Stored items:
::::::
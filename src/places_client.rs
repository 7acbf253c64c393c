use std::time::Duration;

use serde::{Deserialize, Serialize};

use crate::configuration::PlacesSettings;
use crate::error::{AppError, UpstreamError};

const SERVICE: &str = "Places";

/// Client for the Google Places Nearby Search web service
#[derive(Clone)]
pub struct PlacesClient {
    http_client: reqwest::Client,
    base_url: String,
    api_key: String,
    radius_meters: u32,
}

/// A place as returned to our clients
#[derive(Debug, Clone, PartialEq, Serialize)]
pub struct Place {
    pub name: String,
    pub address: Option<String>,
    pub rating: Option<f64>,
    pub lat: f64,
    pub lng: f64,
    pub place_id: Option<String>,
}

#[derive(Deserialize)]
struct NearbyResponse {
    status: String,
    #[serde(default)]
    results: Vec<NearbyResult>,
    error_message: Option<String>,
}

#[derive(Deserialize)]
struct NearbyResult {
    name: String,
    vicinity: Option<String>,
    rating: Option<f64>,
    place_id: Option<String>,
    geometry: Geometry,
}

#[derive(Deserialize)]
struct Geometry {
    location: LatLng,
}

#[derive(Deserialize)]
struct LatLng {
    lat: f64,
    lng: f64,
}

impl From<NearbyResult> for Place {
    fn from(result: NearbyResult) -> Self {
        Self {
            name: result.name,
            address: result.vicinity,
            rating: result.rating,
            lat: result.geometry.location.lat,
            lng: result.geometry.location.lng,
            place_id: result.place_id,
        }
    }
}

/// Search keyword for a client-side place type: `food` means restaurants,
/// everything else means hotels.
pub fn keyword_for(kind: &str) -> &'static str {
    if kind == "food" {
        "restaurant"
    } else {
        "hotel"
    }
}

impl PlacesClient {
    pub fn new(settings: &PlacesSettings) -> Result<Self, AppError> {
        let http_client = reqwest::Client::builder()
            .timeout(Duration::from_secs(settings.timeout_seconds))
            .build()
            .map_err(|e| AppError::Internal(format!("Failed to build places HTTP client: {}", e)))?;

        Ok(Self {
            http_client,
            base_url: settings.base_url.trim_end_matches('/').to_string(),
            api_key: settings.api_key.clone(),
            radius_meters: settings.radius_meters,
        })
    }

    pub fn is_configured(&self) -> bool {
        !self.base_url.is_empty() && !self.api_key.is_empty()
    }

    pub async fn search(&self, lat: f64, lng: f64, keyword: &str) -> Result<Vec<Place>, AppError> {
        if !self.is_configured() {
            return Err(UpstreamError::NotConfigured(SERVICE).into());
        }

        let url = format!("{}/nearbysearch/json", self.base_url);
        let location = format!("{},{}", lat, lng);
        let radius = self.radius_meters.to_string();

        let response: NearbyResponse = self
            .http_client
            .get(&url)
            .query(&[
                ("location", location.as_str()),
                ("radius", radius.as_str()),
                ("keyword", keyword),
                ("key", self.api_key.as_str()),
            ])
            .send()
            .await
            .map_err(|e| {
                // The URL carries the API key
                let e = e.without_url();
                tracing::error!("Failed to reach places service: {}", e);
                UpstreamError::Request(e.to_string())
            })?
            .error_for_status()
            .map_err(|e| {
                let e = e.without_url();
                tracing::error!("Places service returned error: {}", e);
                UpstreamError::Request(e.to_string())
            })?
            .json()
            .await
            .map_err(|e| UpstreamError::InvalidResponse(e.without_url().to_string()))?;

        match response.status.as_str() {
            "OK" | "ZERO_RESULTS" => Ok(response.results.into_iter().map(Place::from).collect()),
            status => {
                let detail = response.error_message.unwrap_or_default();
                tracing::error!(status = status, detail = %detail, "Places search rejected");
                Err(UpstreamError::InvalidResponse(format!("status {}", status)).into())
            }
        }
    }
}

#[cfg(test)]
mod tests {
    use super::*;
    use serde_json::json;
    use wiremock::matchers::{method, path, query_param};
    use wiremock::{Mock, MockServer, ResponseTemplate};

    fn settings(base_url: &str) -> PlacesSettings {
        PlacesSettings {
            base_url: base_url.to_string(),
            api_key: "places-key".to_string(),
            radius_meters: 1500,
            timeout_seconds: 5,
        }
    }

    #[test]
    fn test_keyword_mapping() {
        assert_eq!(keyword_for("food"), "restaurant");
        assert_eq!(keyword_for("stay"), "hotel");
        assert_eq!(keyword_for(""), "hotel");
    }

    #[tokio::test]
    async fn test_search_maps_results() {
        let server = MockServer::start().await;
        Mock::given(method("GET"))
            .and(path("/nearbysearch/json"))
            .and(query_param("keyword", "restaurant"))
            .and(query_param("radius", "1500"))
            .and(query_param("key", "places-key"))
            .respond_with(ResponseTemplate::new(200).set_body_json(json!({
                "status": "OK",
                "results": [{
                    "name": "Vaishali",
                    "vicinity": "FC Road",
                    "rating": 4.5,
                    "place_id": "abc",
                    "geometry": { "location": { "lat": 18.52, "lng": 73.84 } }
                }]
            })))
            .expect(1)
            .mount(&server)
            .await;

        let client = PlacesClient::new(&settings(&server.uri())).unwrap();
        let places = client.search(18.52, 73.84, "restaurant").await.unwrap();

        assert_eq!(places.len(), 1);
        assert_eq!(places[0].name, "Vaishali");
        assert_eq!(places[0].address.as_deref(), Some("FC Road"));
        assert_eq!(places[0].lat, 18.52);
    }

    #[tokio::test]
    async fn test_zero_results_is_empty() {
        let server = MockServer::start().await;
        Mock::given(method("GET"))
            .respond_with(ResponseTemplate::new(200).set_body_json(json!({ "status": "ZERO_RESULTS", "results": [] })))
            .mount(&server)
            .await;

        let client = PlacesClient::new(&settings(&server.uri())).unwrap();
        assert!(client.search(0.0, 0.0, "hotel").await.unwrap().is_empty());
    }

    #[tokio::test]
    async fn test_denied_request_is_upstream_error() {
        let server = MockServer::start().await;
        Mock::given(method("GET"))
            .respond_with(ResponseTemplate::new(200).set_body_json(json!({
                "status": "REQUEST_DENIED",
                "error_message": "The provided API key is invalid."
            })))
            .mount(&server)
            .await;

        let client = PlacesClient::new(&settings(&server.uri())).unwrap();
        let err = client.search(0.0, 0.0, "hotel").await.unwrap_err();

        assert!(matches!(err, AppError::Upstream(UpstreamError::InvalidResponse(_))));
    }

    #[tokio::test]
    async fn test_missing_key_is_not_configured() {
        let mut settings = settings("http://127.0.0.1:9");
        settings.api_key = String::new();

        let err = PlacesClient::new(&settings).unwrap().search(0.0, 0.0, "hotel").await.unwrap_err();
        assert!(matches!(err, AppError::Upstream(UpstreamError::NotConfigured(_))));
    }
}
::::::
> [Work to be completed]:
Please output each entry above exactly, leaving nothing out.

> [Solution]:
filename src/places_client.rs
repository 7acbf253c64c393c
use std::time::Duration;

use serde::{Deserialize, Serialize};

use crate::configuration::PlacesSettings;
use crate::error::{AppError, UpstreamError};

const SERVICE: &str = "Places";

/// Client for the Google Places Nearby Search web service
#[derive(Clone)]
pub struct PlacesClient {
    http_client: reqwest::Client,
    base_url: String,
    api_key: String,
    radius_meters: u32,
}

/// A place as returned to our clients
#[derive(Debug, Clone, PartialEq, Serialize)]
pub struct Place {
    pub name: String,
    pub address: Option<String>,
    pub rating: Option<f64>,
    pub lat: f64,
    pub lng: f64,
    pub place_id: Option<String>,
}

#[derive(Deserialize)]
struct NearbyResponse {
    status: String,
    #[serde(default)]
    results: Vec<NearbyResult>,
    error_message: Option<String>,
}

#[derive(Deserialize)]
struct NearbyResult {
    name: String,
    vicinity: Option<String>,
    rating: Option<f64>,
    place_id: Option<String>,
    geometry: Geometry,
}

#[derive(Deserialize)]
struct Geometry {
    location: LatLng,
}

#[derive(Deserialize)]
struct LatLng {
    lat: f64,
    lng: f64,
}

impl From<NearbyResult> for Place {
    fn from(result: NearbyResult) -> Self {
        Self {
            name: result.name,
            address: result.vicinity,
            rating: result.rating,
            lat: result.geometry.location.lat,
            lng: result.geometry.location.lng,
            place_id: result.place_id,
        }
    }
}

/// Search keyword for a client-side place type: `food` means restaurants,
/// everything else means hotels.
pub fn keyword_for(kind: &str) -> &'static str {
    if kind == "food" {
        "restaurant"
    } else {
        "hotel"
    }
}

impl PlacesClient {
    pub fn new(settings: &PlacesSettings) -> Result<Self, AppError> {
        let http_client = reqwest::Client::builder()
            .timeout(Duration::from_secs(settings.timeout_seconds))
            .build()
            .map_err(|e| AppError::Internal(format!("Failed to build places HTTP client: {}", e)))?;

        Ok(Self {
            http_client,
            base_url: settings.base_url.trim_end_matches('/').to_string(),
            api_key: settings.api_key.clone(),
            radius_meters: settings.radius_meters,
        })
    }

    pub fn is_configured(&self) -> bool {
        !self.base_url.is_empty() && !self.api_key.is_empty()
    }

    pub async fn search(&self, lat: f64, lng: f64, keyword: &str) -> Result<Vec<Place>, AppError> {
        if !self.is_configured() {
            return Err(UpstreamError::NotConfigured(SERVICE).into());
        }

        let url = format!("{}/nearbysearch/json", self.base_url);
        let location = format!("{},{}", lat, lng);
        let radius = self.radius_meters.to_string();

        let response: NearbyResponse = self
            .http_client
            .get(&url)
            .query(&[
                ("location", location.as_str()),
                ("radius", radius.as_str()),
                ("keyword", keyword),
                ("key", self.api_key.as_str()),
            ])
            .send()
            .await
            .map_err(|e| {
                // The URL carries the API key
                let e = e.without_url();
                tracing::error!("Failed to reach places service: {}", e);
                UpstreamError::Request(e.to_string())
            })?
            .error_for_status()
            .map_err(|e| {
                let e = e.without_url();
                tracing::error!("Places service returned error: {}", e);
                UpstreamError::Request(e.to_string())
            })?
            .json()
            .await
            .map_err(|e| UpstreamError::InvalidResponse(e.without_url().to_string()))?;

        match response.status.as_str() {
            "OK" | "ZERO_RESULTS" => Ok(response.results.into_iter().map(Place::from).collect()),
            status => {
                let detail = response.error_message.unwrap_or_default();
                tracing::error!(status = status, detail = %detail, "Places search rejected");
                Err(UpstreamError::InvalidResponse(format!("status {}", status)).into())
            }
        }
    }
}

#[cfg(test)]
mod tests {
    use super::*;
    use serde_json::json;
    use wiremock::matchers::{method, path, query_param};
    use wiremock::{Mock, MockServer, ResponseTemplate};

    fn settings(base_url: &str) -> PlacesSettings {
        PlacesSettings {
            base_url: base_url.to_string(),
            api_key: "places-key".to_string(),
            radius_meters: 1500,
            timeout_seconds: 5,
        }
    }

    #[test]
    fn test_keyword_mapping() {
        assert_eq!(keyword_for("food"), "restaurant");
        assert_eq!(keyword_for("stay"), "hotel");
        assert_eq!(keyword_for(""), "hotel");
    }

    #[tokio::test]
    async fn test_search_maps_results() {
        let server = MockServer::start().await;
        Mock::given(method("GET"))
            .and(path("/nearbysearch/json"))
            .and(query_param("keyword", "restaurant"))
            .and(query_param("radius", "1500"))
            .and(query_param("key", "places-key"))
            .respond_with(ResponseTemplate::new(200).set_body_json(json!({
                "status": "OK",
                "results": [{
                    "name": "Vaishali",
                    "vicinity": "FC Road",
                    "rating": 4.5,
                    "place_id": "abc",
                    "geometry": { "location": { "lat": 18.52, "lng": 73.84 } }
                }]
            })))
            .expect(1)
            .mount(&server)
            .await;

        let client = PlacesClient::new(&settings(&server.uri())).unwrap();
        let places = client.search(18.52, 73.84, "restaurant").await.unwrap();

        assert_eq!(places.len(), 1);
        assert_eq!(places[0].name, "Vaishali");
        assert_eq!(places[0].address.as_deref(), Some("FC Road"));
        assert_eq!(places[0].lat, 18.52);
    }

    #[tokio::test]
    async fn test_zero_results_is_empty() {
        let server = MockServer::start().await;
        Mock::given(method("GET"))
            .respond_with(ResponseTemplate::new(200).set_body_json(json!({ "status": "ZERO_RESULTS", "results": [] })))
            .mount(&server)
            .await;

        let client = PlacesClient::new(&settings(&server.uri())).unwrap();
        assert!(client.search(0.0, 0.0, "hotel").await.unwrap().is_empty());
    }

    #[tokio::test]
    async fn test_denied_request_is_upstream_error() {
        let server = MockServer::start().await;
        Mock::given(method("GET"))
            .respond_with(ResponseTemplate::new(200).set_body_json(json!({
                "status": "REQUEST_DENIED",
                "error_message": "The provided API key is invalid."
            })))
            .mount(&server)
            .await;

        let client = PlacesClient::new(&settings(&server.uri())).unwrap();
        let err = client.search(0.0, 0.0, "hotel").await.unwrap_err();

        assert!(matches!(err, AppError::Upstream(UpstreamError::InvalidResponse(_))));
    }

    #[tokio::test]
    async fn test_missing_key_is_not_configured() {
        let mut settings = settings("http://127.0.0.1:9");
        settings.api_key = String::new();

        let err = PlacesClient::new(&settings).unwrap().search(0.0, 0.0, "hotel").await.unwrap_err();
        assert!(matches!(err, AppError::Upstream(UpstreamError::NotConfigured(_))));
    }
}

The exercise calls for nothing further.